I wanted to try out KI with this stick, but I can't right now because I don't know how to make it an xinput device through razer approved/provided instruction.

Edit: I'm dumb. There's an xinput driver on Razer's website. They should probably tell you that this is not xinput out of the box, though.

Edit 2: Not dumb. The driver installs an X360 Controller driver for the panthera, but the PS4 driver is also installed. I still can't play killer instinct. When I test the controller on both drivers, it reads all of my inputs.

Not sure if KI is picking up the right driver? Don't know how to make it default to the xinput driver. I can't remove the PS4 controller, because then the 360 controller doesn't work.

Grah. This is frustrating.
 
arcadeshock order arrived ridiculously fast. sawed off some of the JLF gate but still needs some sanding to fit, then I'll need to cut the actuator down for the shaft to fit.
then i get to desolder since i want to preserve the PCB for some reason.
nice bit of arts and crafts for a snow day.
dude stole everyone's money and ghosted. went from top tier resource to crook within the span on a month or so.
holy shit i had no idea. i ordered a bunch of stuff from him in like 2011.
 
yeah it was sudden too. they just one day started delaying order, told people to keep ordering and they would get to everyone, then the site went down and all attempts to contact were ignored.
 
arcadeshock order arrived ridiculously fast. sawed off some of the JLF gate but still needs some sanding to fit, then I'll need to cut the actuator down for the shaft to fit.
then i get to desolder since i want to preserve the PCB for some reason.
nice bit of arts and crafts for a snow day.

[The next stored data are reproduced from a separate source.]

//! `YouTube` channel metrics via the Data API.

use std::collections::HashMap;
use std::sync::LazyLock;
use std::time::Duration as StdDuration;

use chrono::{Duration, NaiveDate};
use regex::Regex;
use reqwest::Client;
use serde::Serialize;
use serde_json::Value;

use crate::config::Config;
use crate::constants::{http, youtube};
use crate::error::{Error, Result};
use crate::metrics::calculate_change;
use crate::types::{iso_timestamp, DateRange};

/// Regex matching ISO-8601 video durations like `PT1H2M3S`.
#[allow(clippy::expect_used)]
static RE_DURATION: LazyLock<Regex> = LazyLock::new(|| {
    Regex::new(r"PT(?:(\d+)H)?(?:(\d+)M)?(?:(\d+)S)?").expect("valid regex: RE_DURATION")
});

/// Channel summary for the reporting window.
#[derive(Debug, Clone, PartialEq, Serialize)]
#[serde(rename_all = "camelCase")]
pub struct YouTubeMetrics {
    /// Views across videos published in the window.
    pub total_views: u64,
    /// Views spread across each day of the window.
    pub views_data: Vec<DailyViews>,
    /// Most recent videos (at most five).
    pub videos: Vec<VideoSummary>,
    /// Estimated watch time, in hours.
    pub watch_time: u64,
    /// Current subscriber count.
    pub subscribers: u64,
    /// Percent change versus the previous subscriber count.
    pub subscriber_change: f64,
}

impl YouTubeMetrics {
    /// Zero-valued metrics with one empty data point per day.
    pub fn empty(range: &DateRange) -> Self {
        Self {
            total_views: 0,
            views_data: daily_views(range, 0),
            videos: Vec::new(),
            watch_time: 0,
            subscribers: 0,
            subscriber_change: 0.0,
        }
    }
}

/// Views attributed to one day.
#[derive(Debug, Clone, PartialEq, Eq, Serialize)]
pub struct DailyViews {
    /// Calendar day.
    pub date: NaiveDate,
    /// View count.
    pub views: u64,
}

/// One video row.
#[derive(Debug, Clone, PartialEq, Eq, Serialize)]
#[serde(rename_all = "camelCase")]
pub struct VideoSummary {
    /// Video title.
    pub title: String,
    /// View count.
    pub views: u64,
    /// Like count.
    pub likes: u64,
    /// Video length as `HH:MM:SS` or `MM:SS`.
    pub avg_watch_time: String,
}

/// API-key client for the `YouTube` Data API
#[derive(Clone)]
pub struct YouTubeClient {
    api_key: String,
    channel_id: String,
    base_url: String,
    client: Client,
}

impl YouTubeClient {
    /// Create a new client from config
    pub fn new(config: &Config) -> Self {
        Self {
            api_key: config.youtube_api_key.clone(),
            channel_id: config.youtube_channel_id.clone(),
            base_url: config.youtube_base_url.trim_end_matches('/').to_string(),
            client: Client::builder()
                .timeout(StdDuration::from_secs(http::TIMEOUT_SECS))
                .build()
                .unwrap_or_default(),
        }
    }

    /// Check if API key and channel are configured
    pub fn is_configured(&self) -> bool {
        !self.api_key.is_empty() && !self.channel_id.is_empty()
    }

    async fn get(&self, endpoint: &str, params: &[(&str, &str)]) -> Result<Value> {
        let url = format!("{}/{}", self.base_url, endpoint);
        let resp = self
            .client
            .get(&url)
            .query(&[("key", self.api_key.as_str())])
            .query(params)
            .send()
            .await
            .map_err(|e| Error::Network(format!("Request to YouTube {endpoint} failed: {e}")))?;

        let status = resp.status();
        if !status.is_success() {
            let body: Value = resp.json().await.unwrap_or(Value::Null);
            let message = body["error"]["message"]
                .as_str()
                .map_or_else(|| status.to_string(), String::from);
            tracing::error!("YouTube API error on {endpoint}: {message}");
            return Err(Error::YouTube(message));
        }

        resp.json()
            .await
            .map_err(|e| Error::parse(format!("Invalid JSON from YouTube {endpoint}: {e}"), None))
    }

    /// Fetch channel metrics for `range`.
    ///
    /// The Data API has no subscriber history, so the change is computed
    /// against `previous_subscribers` when the caller knows it.
    pub async fn fetch_metrics(&self, range: &DateRange, previous_subscribers: Option<u64>) -> Result<YouTubeMetrics> {
        if !self.is_configured() {
            return Err(Error::config(
                "YouTube API key or channel ID not configured",
                "Set YOUTUBE_API_KEY and YOUTUBE_CHANNEL_ID environment variables",
            ));
        }

        let channel = self
            .get("channels", &[("part", "statistics"), ("id", self.channel_id.as_str())])
            .await?;

        let published_after = iso_timestamp(&range.start);
        let published_before = iso_timestamp(&range.end);
        let search = self
            .get(
                "search",
                &[
                    ("part", "id,snippet"),
                    ("channelId", self.channel_id.as_str()),
                    ("order", "date"),
                    ("type", "video"),
                    ("maxResults", youtube::MAX_SEARCH_RESULTS),
                    ("publishedAfter", published_after.as_str()),
                    ("publishedBefore", published_before.as_str()),
                ],
            )
            .await?;

        let search_items = search["items"].as_array().map(|a| a.as_slice()).unwrap_or(&[]);
        let titles: HashMap<&str, &str> = search_items
            .iter()
            .filter_map(|item| Some((item["id"]["videoId"].as_str()?, item["snippet"]["title"].as_str()?)))
            .collect();
        let ids: Vec<&str> = search_items
            .iter()
            .filter_map(|item| item["id"]["videoId"].as_str())
            .collect();

        let stats = if ids.is_empty() {
            Value::Null
        } else {
            let joined = ids.join(",");
            self.get("videos", &[("part", "statistics,contentDetails"), ("id", joined.as_str())])
                .await?
        };

        let videos: Vec<VideoSummary> = stats["items"]
            .as_array()
            .map(|a| a.as_slice())
            .unwrap_or(&[])
            .iter()
            .map(|video| VideoSummary {
                title: video["id"]
                    .as_str()
                    .and_then(|id| titles.get(id))
                    .unwrap_or(&"Untitled")
                    .to_string(),
                views: count_field(&video["statistics"]["viewCount"]),
                likes: count_field(&video["statistics"]["likeCount"]),
                avg_watch_time: format_duration(video["contentDetails"]["duration"].as_str().unwrap_or("")),
            })
            .collect();

        let total_views = videos.iter().map(|v| v.views).sum();
        let subscribers = count_field(&channel["items"][0]["statistics"]["subscriberCount"]);

        Ok(YouTubeMetrics {
            total_views,
            views_data: daily_views(range, total_views),
            watch_time: watch_hours(&videos),
            videos: videos.into_iter().take(youtube::TOP_VIDEOS).collect(),
            subscribers,
            subscriber_change: subscriber_change(subscribers, previous_subscribers.unwrap_or(0)),
        })
    }
}

/// Fetch metrics, substituting [`YouTubeMetrics::empty`] on any failure so the
/// dashboard still renders.
pub async fn youtube_metrics_or_default(
    client: &YouTubeClient,
    range: &DateRange,
    previous_subscribers: Option<u64>,
) -> YouTubeMetrics {
    match client.fetch_metrics(range, previous_subscribers).await {
        Ok(metrics) => metrics,
        Err(e) => {
            tracing::warn!("Error fetching YouTube metrics: {e}");
            YouTubeMetrics::empty(range)
        }
    }
}

/// Counts arrive as decimal strings.
fn count_field(value: &Value) -> u64 {
    value
        .as_str()
        .and_then(|s| s.parse().ok())
        .or_else(|| value.as_u64())
        .unwrap_or(0)
}

#[allow(clippy::cast_precision_loss)]
fn subscriber_change(current: u64, previous: u64) -> f64 {
    calculate_change(current as f64, previous as f64)
}

#[allow(clippy::cast_precision_loss, clippy::cast_possible_truncation, clippy::cast_sign_loss)]
fn watch_hours(videos: &[VideoSummary]) -> u64 {
    let minutes: f64 = videos
        .iter()
        .map(|v| duration_to_minutes(&v.avg_watch_time) * v.views as f64)
        .sum();
    (minutes / 60.0).round().max(0.0) as u64
}

/// Spread `total_views` evenly over each day from start to end inclusive.
fn daily_views(range: &DateRange, total_views: u64) -> Vec<DailyViews> {
    let days = range.whole_days().max(0);
    let per_day = total_views / u64::try_from(days + 1).unwrap_or(1);
    let end = range.end_date();
    (0..=days)
        .map(|i| DailyViews {
            date: end - Duration::days(days - i),
            views: per_day,
        })
        .collect()
}

/// Format an ISO-8601 duration as `HH:MM:SS`, or `MM:SS` when under an hour.
pub fn format_duration(duration: &str) -> String {
    let Some(caps) = RE_DURATION.captures(duration) else {
        return "0:00".to_string();
    };
    let part = |i: usize| caps.get(i).map_or("", |m| m.as_str());

    let mut parts = Vec::with_capacity(3);
    if !part(1).is_empty() {
        parts.push(format!("{:0>2}", part(1)));
    }
    parts.push(format!("{:0>2}", if part(2).is_empty() { "0" } else { part(2) }));
    parts.push(format!("{:0>2}", if part(3).is_empty() { "0" } else { part(3) }));
    parts.join(":")
}

/// Minutes in a `HH:MM:SS` or `MM:SS` string.
pub fn duration_to_minutes(formatted: &str) -> f64 {
    let parts: Vec<f64> = formatted
        .split(':')
        .map(|p| p.trim().parse().unwrap_or(0.0))
        .collect();
    match parts.as_slice() {
        [h, m, s] => h * 60.0 + m + s / 60.0,
        [m, s] => m + s / 60.0,
        [m] => *m,
        _ => 0.0,
    }
}

#[cfg(test)]
mod tests {
    #![allow(clippy::expect_used, clippy::unwrap_used, clippy::panic, clippy::float_cmp)]

    use super::*;
    use chrono::{TimeZone, Utc};
    use mockito::Matcher;

    fn week() -> DateRange {
        DateRange::new(
            Utc.with_ymd_and_hms(2024, 3, 1, 0, 0, 0).unwrap(),
            Utc.with_ymd_and_hms(2024, 3, 7, 0, 0, 0).unwrap(),
        )
    }

    fn client(url: &str) -> YouTubeClient {
        YouTubeClient::new(&Config {
            youtube_api_key: "key".into(),
            youtube_channel_id: "chan".into(),
            youtube_base_url: url.to_string(),
            ..Config::default()
        })
    }

    #[test]
    fn formats_iso_durations() {
        assert_eq!(format_duration("PT1H2M3S"), "01:02:03");
        assert_eq!(format_duration("PT4M5S"), "04:05");
        assert_eq!(format_duration("PT45S"), "00:45");
        assert_eq!(format_duration("PT12H"), "12:00:00");
        assert_eq!(format_duration(""), "0:00");
        assert_eq!(format_duration("garbage"), "0:00");
    }

    #[test]
    fn converts_formatted_durations_to_minutes() {
        assert!((duration_to_minutes("01:02:03") - 62.05).abs() < 1e-9);
        assert_eq!(duration_to_minutes("04:30"), 4.5);
        assert_eq!(duration_to_minutes("0:00"), 0.0);
    }

    #[test]
    fn empty_metrics_cover_every_day() {
        let empty = YouTubeMetrics::empty(&week());
        assert_eq!(empty.views_data.len(), 7);
        assert!(empty.views_data.iter().all(|d| d.views == 0));
        assert_eq!(empty.views_data[0].date, NaiveDate::from_ymd_opt(2024, 3, 1).unwrap());
        assert_eq!(empty.views_data[6].date, NaiveDate::from_ymd_opt(2024, 3, 7).unwrap());
    }

    #[test]
    fn zero_previous_subscribers_reports_no_change() {
        assert_eq!(subscriber_change(1_000, 0), 0.0);
        assert_eq!(subscriber_change(110, 100), 10.0);
    }

    #[tokio::test]
    async fn aggregates_channel_and_videos() {
        let mut server = mockito::Server::new_async().await;
        server
            .mock("GET", "/channels")
            .match_query(Matcher::UrlEncoded("key".into(), "key".into()))
            .with_status(200)
            .with_body(r#"{"items":[{"statistics":{"subscriberCount":"1200"}}]}"#)
            .create_async()
            .await;
        server
            .mock("GET", "/search")
            .match_query(Matcher::UrlEncoded("channelId".into(), "chan".into()))
            .with_status(200)
            .with_body(
                r#"{"items":[
                    {"id":{"videoId":"a"},"snippet":{"title":"Sunday Service"}},
                    {"id":{"videoId":"b"},"snippet":{"title":"Youth Night"}}
                ]}"#,
            )
            .create_async()
            .await;
        server
            .mock("GET", "/videos")
            .match_query(Matcher::UrlEncoded("id".into(), "a,b".into()))
            .with_status(200)
            .with_body(
                r#"{"items":[
                    {"id":"b","statistics":{"viewCount":"140","likeCount":"9"},"contentDetails":{"duration":"PT30M"}},
                    {"id":"a","statistics":{"viewCount":"560","likeCount":"40"},"contentDetails":{"duration":"PT1H"}}
                ]}"#,
            )
            .create_async()
            .await;

        let metrics = client(&server.url()).fetch_metrics(&week(), Some(1_000)).await.unwrap();

        assert_eq!(metrics.total_views, 700);
        assert_eq!(metrics.views_data.len(), 7);
        assert_eq!(metrics.views_data[0].views, 100);
        assert_eq!(metrics.videos[0].title, "Youth Night");
        assert_eq!(metrics.videos[1].avg_watch_time, "01:00:00");
        // 140 * 30 min + 560 * 60 min = 37800 min = 630 h
        assert_eq!(metrics.watch_time, 630);
        assert_eq!(metrics.subscribers, 1_200);
        assert_eq!(metrics.subscriber_change, 20.0);
    }

    #[tokio::test]
    async fn api_error_degrades_to_default() {
        let mut server = mockito::Server::new_async().await;
        server
            .mock("GET", Matcher::Any)
            .with_status(403)
            .with_body(r#"{"error":{"message":"quota exceeded"}}"#)
            .create_async()
            .await;
        let yt = client(&server.url());

        match yt.fetch_metrics(&week(), None).await {
            Err(Error::YouTube(msg)) => assert_eq!(msg, "quota exceeded"),
            other => panic!("expected YouTube error, got {other:?}"),
        }
        assert_eq!(youtube_metrics_or_default(&yt, &week(), None).await, YouTubeMetrics::empty(&week()));
    }

    #[tokio::test]
    async fn unconfigured_client_degrades_to_default() {
        let yt = YouTubeClient::new(&Config::default());
        assert!(!yt.is_configured());
        let metrics = youtube_metrics_or_default(&yt, &week(), None).await;
        assert_eq!(metrics.total_views, 0);
    }
}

holy shit i had no idea. i ordered a bunch of stuff from him in like 2011.
That gives me hope.
 
Damnit again too late with those Hayabusa buttons.

Have been toying around with the idea of getting silent Sanwas to replace Kuros. Are the silenced buttons actually more silent?
 
Not sure if KI is picking up the right driver? Don't know how to make it default to the xinput driver. I can't remove the PS4 controller, because then the 360 controller doesn't work.

Grah. This is frustrating.

KI screwed up controller support a few updates ago. A lot of 360 and X-input controllers that worked before don't now, even though they appear correctly in Windows in the game controller properties where you can check buttons and in other games. It sounds like it works fine, but is just the game.
 
KI screwed up controller support a few updates ago. A lot of 360 and X-input controllers that worked before don't now, even though they appear correctly in Windows in the game controller properties where you can check buttons and in other games. It sounds like it works fine, but is just the game.

That must be it. It's not letting me change controls via dinput in sf5.